What this task involves
Line by line, restate the listing below without any change.

_ _ _ _ _

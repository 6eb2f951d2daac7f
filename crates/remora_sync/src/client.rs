//! The sync context: ties state, datastore, queries, and transport
//! together behind the save/fetch/destroy reconciliation protocol.

use crate::batch::{expand_graph, is_local_id, plan_waves, MAX_BATCH_SIZE};
use crate::error::{ObjectFailure, SyncError, SyncResult};
use crate::queue::TaskQueue;
use crate::transport::{RestTransport, SaveCommand, SaveOutcome};
use chrono::{DateTime, Utc};
use parking_lot::RwLock;
use remora_datastore::{LocalDatastore, StorageAdapter};
use remora_ops::{op_to_wire, Op};
use remora_query::{QueryDescription, QueryEvaluator};
use remora_state::{
    ClassRegistry, InstanceMode, LocalIdAllocator, RemoraObject, StateArena, StateError,
};
use remora_value::{decode, encode, ObjectData, Value};
use serde_json::json;
use std::collections::{BTreeMap, HashMap};
use std::sync::Arc;
use tracing::{debug, warn};

/// A configured client context.
///
/// Owns the state arena, the local-id bookkeeping, the offline datastore
/// and query evaluator, the per-identity task queue, and the transport.
/// All proxies created through one context share these resources.
pub struct Context {
    arena: Arc<StateArena>,
    allocator: LocalIdAllocator,
    registry: ClassRegistry,
    datastore: Arc<LocalDatastore>,
    evaluator: QueryEvaluator,
    transport: Arc<dyn RestTransport>,
    queue: TaskQueue,
    /// Unsaved proxies by local id, for graph discovery.
    locals: RwLock<HashMap<String, RemoraObject>>,
    /// Local ids that have been assigned server ids.
    resolved: RwLock<HashMap<String, String>>,
}

struct PreparedSave {
    object: RemoraObject,
    key: String,
    command: SaveCommand,
    sent_containers: Vec<(String, Value)>,
}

_ _ _ _ _

Your response
repository 6eb2f951d2daac7f
filename crates/remora_sync/src/client.rs
//! The sync context: ties state, datastore, queries, and transport
//! together behind the save/fetch/destroy reconciliation protocol.

use crate::batch::{expand_graph, is_local_id, plan_waves, MAX_BATCH_SIZE};
use crate::error::{ObjectFailure, SyncError, SyncResult};
use crate::queue::TaskQueue;
use crate::transport::{RestTransport, SaveCommand, SaveOutcome};
use chrono::{DateTime, Utc};
use parking_lot::RwLock;
use remora_datastore::{LocalDatastore, StorageAdapter};
use remora_ops::{op_to_wire, Op};
use remora_query::{QueryDescription, QueryEvaluator};
use remora_state::{
    ClassRegistry, InstanceMode, LocalIdAllocator, RemoraObject, StateArena, StateError,
};
use remora_value::{decode, encode, ObjectData, Value};
use serde_json::json;
use std::collections::{BTreeMap, HashMap};
use std::sync::Arc;
use tracing::{debug, warn};

/// A configured client context.
///
/// Owns the state arena, the local-id bookkeeping, the offline datastore
/// and query evaluator, the per-identity task queue, and the transport.
/// All proxies created through one context share these resources.
pub struct Context {
    arena: Arc<StateArena>,
    allocator: LocalIdAllocator,
    registry: ClassRegistry,
    datastore: Arc<LocalDatastore>,
    evaluator: QueryEvaluator,
    transport: Arc<dyn RestTransport>,
    queue: TaskQueue,
    /// Unsaved proxies by local id, for graph discovery.
    locals: RwLock<HashMap<String, RemoraObject>>,
    /// Local ids that have been assigned server ids.
    resolved: RwLock<HashMap<String, String>>,
}

struct PreparedSave {
    object: RemoraObject,
    key: String,
    command: SaveCommand,
    sent_containers: Vec<(String, Value)>,
}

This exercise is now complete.